Die Stellungnahme selbst nennt zwei Zeiträume als Orientierung. Spätestens ab der sogenannten extrauterinen Lebensfähigkeit, die üblicherweise ab der 22. Schwangerschaftswoche angesetzt werde, “sollte ein Schwangerschaftsabbruch strafrechtlich geregelt und nur in klar definierten Ausnahmefällen zulässig sein”.

Pflicht zur Beratung

Hinsichtlich möglicher weiterer Fristen müsse ausgelotet werden, wie viel Zeit der Schwangeren minimal eingeräumt werden sollte, um eine verantwortliche Entscheidung zu treffen. Das könnten die ersten zwölf Wochen nach Empfängnis sein, heißt es.

Die weitere Beratungspflicht begründet der Rat der EKD mit der “irreversiblen Tragweite” eines Schwangerschaftsabbruchs, den Vorgaben des Bundesverfassungsgerichts zum Schutz des ungeborenen Lebens und der Autonomie betroffener Frauen. “Gerade Frauen, deren Selbstbestimmungsrecht durch ökonomische Abhängigkeiten oder ihre Freiheitsansprüche in Frage stellende Strukturen eingeschränkt ist, können von einem bloßen Rechtsanspruch auf psychosoziale Beratung unter Umständen keinen Gebrauch machen”, argumentiert die EKD.

Blick auf Rahmenbedingungen

Der Rat der EKD fordert zudem mehr Aufmerksamkeit für die Rahmenbedingungen, die mit dafür verantwortlich seien, dass sich Frauen und Paare für oder gegen ein Kind entscheiden. Das gelte etwa bei der Frage nach Wohnraum, Kinderbetreuung und ökonomischer Sicherheit durch Arbeitsbedingungen, die es ermöglichen, Familie und Beruf miteinander zu vereinbaren.
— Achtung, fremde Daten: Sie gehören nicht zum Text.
#[tokio::test]
async fn test_unknown_ids_are_not_found() {
    let app = test_app();
    let missing = uuid::Uuid::new_v4();
    let fr = toll_id(&app, "FR").await;

    let (status, _) = send(&app, get(&format!("/api/CrossingInfo/{missing}"))).await;
    assert_eq!(status, StatusCode::NOT_FOUND);
    let (status, _) = send(
        &app,
        empty_request("PATCH", &format!("/api/CrossingInfo/{missing}/EntryToll?tollId={fr}")),
    )
    .await;
    assert_eq!(status, StatusCode::NOT_FOUND);
    let (status, _) = send(&app, upload(&format!("/api/CrossingInfo/{missing}/Document"), VALID_SCAN)).await;
    assert_eq!(status, StatusCode::NOT_FOUND);
    assert_eq!(
        allow_exit(&app, &missing.to_string(), &fr, None).await,
        StatusCode::NOT_FOUND
    );

    let crossing = create_crossing(&app, json!({"passenger_count": 1})).await;
    let id = crossing["id"].as_str().unwrap();
    let (status, _) = send(
        &app,
        empty_request("PATCH", &format!("/api/CrossingInfo/{id}/EntryToll?tollId={missing}")),
    )
    .await;
    assert_eq!(status, StatusCode::NOT_FOUND);
    let (status, _) = send(
        &app,
        json_request("POST", "/api/CrossingInfo", &json!({"passenger_count": 1, "entry_toll_id": missing})),
    )
    .await;
    assert_eq!(status, StatusCode::NOT_FOUND);
}

// -- Documents ----------------------------------------------------------------

#[tokio::test]
async fn test_document_image_patch_and_delete() {
    let app = test_app();
    let crossing = create_crossing(
        &app,
        json!({"passenger_count": 1, "entry_toll": {"country": "gb"}}),
    )
    .await;
    let crossing_id = crossing["id"].as_str().unwrap();
    let doc = attach(&app, crossing_id, BLANK_SCAN).await;
    let doc_id = doc["id"].as_str().unwrap();
    assert_eq!(doc["image_size"], BLANK_SCAN.len());

    let response = test_image(&app, doc_id).await;
    assert_eq!(response, BLANK_SCAN);

    let uri = format!("/api/Document/{doc_id}");
    let (status, _) = send(&app, json_request("PATCH", &uri, &json!({}))).await;
    assert_eq!(status, StatusCode::UNPROCESSABLE_ENTITY);
    let (status, _) = send(&app, json_request("PATCH", &uri, &json!({"verified": true}))).await;
    assert_eq!(status, StatusCode::NO_CONTENT);
    let (_, doc) = send(&app, get(&uri)).await;
    assert_eq!(doc["verified"], true);
    assert_eq!(doc["anomalies"].as_array().unwrap().len(), 1);

    let (status, _) = send(&app, empty_request("DELETE", &uri)).await;
    assert_eq!(status, StatusCode::NO_CONTENT);
    let (status, _) = send(&app, get(&uri)).await;
    assert_eq!(status, StatusCode::NOT_FOUND);
    let (_, crossing) = send(&app, get(&format!("/api/CrossingInfo/{crossing_id}"))).await;
    assert_eq!(crossing["documents"].as_array().unwrap().len(), 0);
}

async fn test_image(app: &Router, doc_id: &str) -> Vec<u8> {
    let response = app
        .clone()
        .oneshot(get(&format!("/api/Document/{doc_id}/Image")))
        .await
        .unwrap();
    assert_eq!(response.status(), StatusCode::OK);
    assert_eq!(
        response.headers()["content-type"],
        "application/octet-stream"
    );
    response.into_body().collect().await.unwrap().to_bytes().to_vec()
}

#[tokio::test]
async fn test_upload_without_file_field_rejected() {
    let app = test_app();
    let crossing = create_crossing(&app, json!({"passenger_count": 1})).await;
    let id = crossing["id"].as_str().unwrap();
    let body = format!(
        "--{BOUNDARY}\r\nContent-Disposition: form-data; name=\"note\"\r\n\r\nhello\r\n--{BOUNDARY}--\r\n"
    );
    let request = Request::builder()
        .method("POST")
        .uri(format!("/api/CrossingInfo/{id}/Document"))
        .header(
            "content-type",
            format!("multipart/form-data; boundary={BOUNDARY}"),
        )
        .body(Body::from(body))
        .unwrap();
    let (status, body) = send(&app, request).await;
    assert_eq!(status, StatusCode::BAD_REQUEST);
    assert_eq!(body["error"]["code"], "BAD_REQUEST");
}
Die EKD war in der Reformdebatte bislang für die geltende rechtliche Regelung zu Schwangerschaftsabbrüchen eingetreten, die Kritiker vermehrt als Eingriff in das Selbstbestimmungsrecht von Frauen ansehen. Die katholische Deutsche Bischofskonferenz ist gegen Veränderungen der Rechtslage.

Die von der Bundesregierung berufene Kommission für reproduktive Selbstbestimmung berät, ob und wie Abtreibungen außerhalb des Strafgesetzbuches geregelt werden sollen. Im kommenden Frühjahr soll sie Vorschläge vorlegen. Kirchenvertreter gehören der Kommission nicht an.